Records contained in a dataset
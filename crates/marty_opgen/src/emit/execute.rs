/*
    MartyPC
    https://github.com/dbalsom/martypc

    Copyright 2022-2025 Daniel Balsom

    Permission is hereby granted, free of charge, to any person obtaining a
    copy of this software and associated documentation files (the “Software”),
    to deal in the Software without restriction, including without limitation
    the rights to use, copy, modify, merge, publish, distribute, sublicense,
    and/or sell copies of the Software, and to permit persons to whom the
    Software is furnished to do so, subject to the following conditions:

    The above copyright notice and this permission notice shall be included in
    all copies or substantial portions of the Software.

    THE SOFTWARE IS PROVIDED “AS IS”, WITHOUT WARRANTY OF ANY KIND, EXPRESS OR
    IMPLIED, INCLUDING BUT NOT LIMITED TO THE WARRANTIES OF MERCHANTABILITY,
    FITNESS FOR A PARTICULAR PURPOSE AND NONINFRINGEMENT. IN NO EVENT SHALL THE
    AUTHORS OR COPYRIGHT HOLDERS BE LIABLE FOR ANY CLAIM, DAMAGES OR OTHER
    LIABILITY, WHETHER IN AN ACTION OF CONTRACT, TORT OR OTHERWISE, ARISING
    FROM, OUT OF OR IN CONNECTION WITH THE SOFTWARE OR THE USE OR OTHER
    DEALINGS IN THE SOFTWARE.

    ---------------------------------------------------------------------------

    emit::execute.rs

    Emits one execution routine per family: program counter advance, the authored
    fragment, and the flag updates implied by the family's flag effects. Conditional
    routines return early when the branch is not taken and report which way it went.

*/

use super::{push_block, push_line, push_list, ROUTINE_INDENT};
use crate::{
    descriptor::{FlagParam, InstructionDescriptor},
    error::OpgenError,
    flags::{CarryWidth, Flag, FlagEffect},
    semantics::MemoryAccess,
};

/// Routines taking more parameters than this get a `too_many_arguments` allowance.
const CLIPPY_MAX_ARGUMENTS: usize = 7;

/// Check that every computed flag can be produced, and that declared carry widths are sound.
pub fn validate_flags(desc: &InstructionDescriptor) -> Result<(), OpgenError> {
    let family = desc.family;
    let violation = |flag: Flag, reason: &str| OpgenError::FlagSpecViolation {
        family: family.name.to_string(),
        flag,
        reason: reason.to_string(),
    };

    for (i, (flag, _)) in family.carry_widths.iter().enumerate() {
        if matches!(flag, Flag::Z | Flag::N) {
            return Err(violation(*flag, "carry width declared for a flag that has none"));
        }
        if family.carry_widths[..i].iter().any(|(f, _)| f == flag) {
            return Err(violation(*flag, "carry width declared twice"));
        }
        if family.is_self_managed(*flag) {
            return Err(violation(*flag, "carry width declared for a self-managed flag"));
        }
        if !desc.flags.get(*flag).is_computed() {
            return Err(violation(*flag, "carry width declared for a flag the table does not compute"));
        }
    }

    for flag in desc.flags.computed() {
        if family.is_self_managed(flag) {
            continue;
        }
        match (flag, desc.flags.get(flag)) {
            (Flag::N, _) => return Err(violation(flag, "computed, but not managed by the fragment")),
            (Flag::H | Flag::C, FlagEffect::Computed(None)) => {
                return Err(violation(flag, "computed, with neither a carry width nor self-management"))
            }
            _ => {}
        }
    }
    Ok(())
}

/// The flag assignment appended after the fragment, if any.
fn flag_statement(desc: &InstructionDescriptor, flag: Flag) -> Option<String> {
    let binding = flag.binding();
    match desc.flags.get(flag) {
        FlagEffect::FixedFalse => Some(format!("*{} = false;", binding)),
        FlagEffect::FixedTrue => Some(format!("*{} = true;", binding)),
        FlagEffect::Unaffected => None,
        _ if desc.family.is_self_managed(flag) => None,
        FlagEffect::Computed(None) => Some(format!("*{} = (result as u8) == 0;", binding)),
        FlagEffect::Computed(Some(width)) => Some(carry_statement(binding, width)),
    }
}

/// A carry into (or borrow from) bit `width` shows up as a difference between the operands'
/// XOR and the result at that bit.
fn carry_statement(binding: &str, width: CarryWidth) -> String {
    let ty = width.widened_type();
    format!(
        "*{binding} = ((operand1 as {ty}) ^ (operand2 as {ty}) ^ (result as {ty})) & (1 << {bit}) != 0;",
        binding = binding,
        ty = ty,
        bit = width.bit()
    )
}

/// Routine parameters, in the order the decode branches pass their arguments.
pub fn parameters(desc: &InstructionDescriptor) -> Vec<String> {
    let mut params = vec!["pc: &mut u16".to_string()];

    if desc.uses_registers() {
        params.push("registers: &mut Registers".to_string());
    }
    match desc.memory_access() {
        MemoryAccess::None => {}
        MemoryAccess::Read => params.push("memory: &[u8]".to_string()),
        MemoryAccess::Write => params.push("memory: &mut [u8]".to_string()),
    }

    params.extend(desc.operand_params().iter().map(|p| format!("{}: {}", p.name, p.ty)));

    for param in desc.flag_params() {
        match param {
            FlagParam::Mutable(flag) => params.push(format!("{}: &mut bool", flag.binding())),
            FlagParam::ReadOnly(flag) => params.push(format!("{}: bool", flag.binding())),
        }
    }
    params
}

pub fn routine(desc: &InstructionDescriptor) -> Result<String, OpgenError> {
    validate_flags(desc)?;

    let mut out = String::new();
    let body = ROUTINE_INDENT + 4;

    push_line(&mut out, ROUTINE_INDENT, &format!("/// {}", desc.name()));
    if desc.aliased {
        push_line(&mut out, ROUTINE_INDENT, "///");
        push_line(
            &mut out,
            ROUTINE_INDENT,
            "/// Some members name overlapping registers as both operands.",
        );
    }

    let params = parameters(desc);
    if params.len() > CLIPPY_MAX_ARGUMENTS {
        push_line(&mut out, ROUTINE_INDENT, "#[allow(clippy::too_many_arguments)]");
    }
    let tail = if desc.is_conditional() { ") -> bool {" } else { ") {" };
    push_list(
        &mut out,
        ROUTINE_INDENT,
        &format!("fn {}(", desc.routine_name()),
        &params,
        tail,
    );

    push_line(&mut out, body, &format!("*pc = pc.wrapping_add({});", desc.length));

    if desc.is_conditional() {
        push_line(&mut out, 0, "");
        push_line(&mut out, body, "if condition_flag != flag_condition {");
        push_line(&mut out, body + 4, "return false;");
        push_line(&mut out, body, "}");
    }

    if !desc.family.fragment.trim().is_empty() {
        push_line(&mut out, 0, "");
        push_block(&mut out, body, desc.family.fragment);
    }

    let flag_lines: Vec<String> = Flag::ALL.iter().filter_map(|f| flag_statement(desc, *f)).collect();
    if !flag_lines.is_empty() {
        push_line(&mut out, 0, "");
        for line in &flag_lines {
            push_line(&mut out, body, line);
        }
    }

    if desc.is_conditional() {
        push_line(&mut out, 0, "");
        push_line(&mut out, body, "true");
    }
    push_line(&mut out, ROUTINE_INDENT, "}");
    Ok(out)
}

#[cfg(test)]
mod tests {
    use super::*;
    use crate::{
        error::FaultClass,
        semantics::{catalog, FamilySemantics, Fixtures},
        table::OpcodeTable,
    };

    const TABLE: &str = include_str!("../../tests/data/opcodes.json");

    fn emit(family: &FamilySemantics) -> Result<String, OpgenError> {
        let table = OpcodeTable::from_json(TABLE).unwrap();
        let records: Vec<_> = family.keys().map(|k| table.get(&k).unwrap()).collect();
        let desc = InstructionDescriptor::merge(family, &records).unwrap();
        routine(&desc)
    }

    fn authored(name: &str) -> FamilySemantics {
        catalog().into_iter().find(|f| f.name == name).unwrap()
    }

    #[test]
    fn immediate_load_routine() {
        let code = emit(&authored("LD r, n")).unwrap();
        assert_eq!(
            code,
            concat!(
                "    /// LD r, n\n",
                "    fn execute_ld_r_n(pc: &mut u16, registers: &mut Registers, dst_register: Reg8, immediate: u8) {\n",
                "        *pc = pc.wrapping_add(2);\n",
                "\n",
                "        registers[dst_register] = immediate;\n",
                "    }\n",
            )
        );
    }

    #[test]
    fn carry_widths_in_flag_block() {
        let code = emit(&authored("ADD HL, rr")).unwrap();
        assert!(code.contains("*nf = false;"));
        assert!(code.contains("*hf = ((operand1 as u32) ^ (operand2 as u32) ^ (result as u32)) & (1 << 12) != 0;"));
        assert!(code.contains("*cf = ((operand1 as u32) ^ (operand2 as u32) ^ (result as u32)) & (1 << 16) != 0;"));
        assert!(!code.contains("*zf"));

        let code = emit(&authored("INC r")).unwrap();
        assert!(code.contains("*zf = (result as u8) == 0;"));
        assert!(code.contains("*hf = ((operand1 as u16) ^ (operand2 as u16) ^ (result as u16)) & (1 << 4) != 0;"));
        assert!(!code.contains("*cf"));
    }

    #[test]
    fn self_managed_flag_left_to_fragment() {
        let code = emit(&authored("RLCA")).unwrap();
        // Only the fragment's own assignment to the carry flag.
        assert_eq!(code.matches("*cf =").count(), 1);
        assert!(code.contains("*zf = false;"));
    }

    #[test]
    fn aliased_routine_doc() {
        let code = emit(&authored("LD r1, r2")).unwrap();
        assert!(code.contains("/// Some members name overlapping registers"));
        assert!(code.contains("dst_register: Reg8, src_register: Reg8"));
    }

    #[test]
    fn memory_parameters() {
        let code = emit(&authored("LD (rr1), r2")).unwrap();
        // Too long for one line.
        assert!(code.contains("    fn execute_ld_irr1_r2(\n        pc: &mut u16,\n"));
        assert!(code.contains("        memory: &mut [u8],\n        dst_register: Reg16,\n"));
        assert!(code.contains("        src_register: Reg8,\n    ) {\n"));

        let code = emit(&authored("DAA")).unwrap();
        assert!(code.contains("zf: &mut bool, nf: bool, hf: &mut bool, cf: &mut bool"));
        assert!(code.contains("*hf = false;"));
    }

    #[test]
    fn conditional_routine_reports_branch() {
        let code = emit(&authored("JR cc, e8")).unwrap();
        assert_eq!(
            code,
            concat!(
                "    /// JR cc, e8\n",
                "    fn execute_jr_cc_e8(pc: &mut u16, condition_flag: bool, flag_condition: bool, ",
                "immediate: u8) -> bool {\n",
                "        *pc = pc.wrapping_add(2);\n",
                "\n",
                "        if condition_flag != flag_condition {\n",
                "            return false;\n",
                "        }\n",
                "\n",
                "        *pc = pc.wrapping_add(immediate as i8 as i16 as u16);\n",
                "\n",
                "        true\n",
                "    }\n",
            )
        );

        let code = emit(&authored("CALL cc, nn")).unwrap();
        assert!(code.contains("        flag_condition: bool,\n        immediate: u16,\n    ) -> bool {\n"));
        assert!(code.contains("memory: &mut [u8]"));

        // Unconditional forms keep the plain signature.
        let code = emit(&authored("JR e8")).unwrap();
        assert!(code.contains("immediate: u8) {\n"));
        assert!(!code.contains("true"));
    }

    #[test]
    fn missing_carry_width() {
        let mut family = authored("ADD A, r");
        family.carry_widths.retain(|(f, _)| *f != Flag::C);
        let err = emit(&family).unwrap_err();
        assert_eq!(err.class(), FaultClass::FlagSpecViolation);
        assert!(matches!(err, OpgenError::FlagSpecViolation { flag: Flag::C, .. }));
    }

    #[test]
    fn unsound_carry_widths() {
        let zero = authored("ADD A, r").carry(Flag::Z, CarryWidth::Bit8);
        assert!(matches!(emit(&zero), Err(OpgenError::FlagSpecViolation { flag: Flag::Z, .. })));

        let twice = authored("ADD A, r").carry(Flag::H, CarryWidth::Bit8);
        assert!(matches!(emit(&twice), Err(OpgenError::FlagSpecViolation { flag: Flag::H, .. })));

        let not_computed =
            FamilySemantics::new("LD B, n", &[0x06], "", |_| Fixtures::new()).carry(Flag::C, CarryWidth::Bit8);
        assert!(matches!(
            emit(&not_computed),
            Err(OpgenError::FlagSpecViolation { flag: Flag::C, .. })
        ));

        let managed = authored("RLCA").carry(Flag::C, CarryWidth::Bit8);
        assert!(matches!(emit(&managed), Err(OpgenError::FlagSpecViolation { flag: Flag::C, .. })));
    }

    #[test]
    fn every_authored_family_emits() {
        let families = catalog();
        let table = OpcodeTable::load(TABLE, &families).unwrap();
        for (index, family) in families.iter().enumerate() {
            let records: Vec<_> = table.members(index).collect();
            let desc = InstructionDescriptor::merge(family, &records).unwrap();
            let code = routine(&desc).unwrap();
            assert!(code.contains(&format!("fn {}(", desc.routine_name())), "{}", family.name);
        }
    }
}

→ TASK STATEMENT: Count the lines of the records that contain the word "reason". Give only the count.

→ RESULT BELOW: 2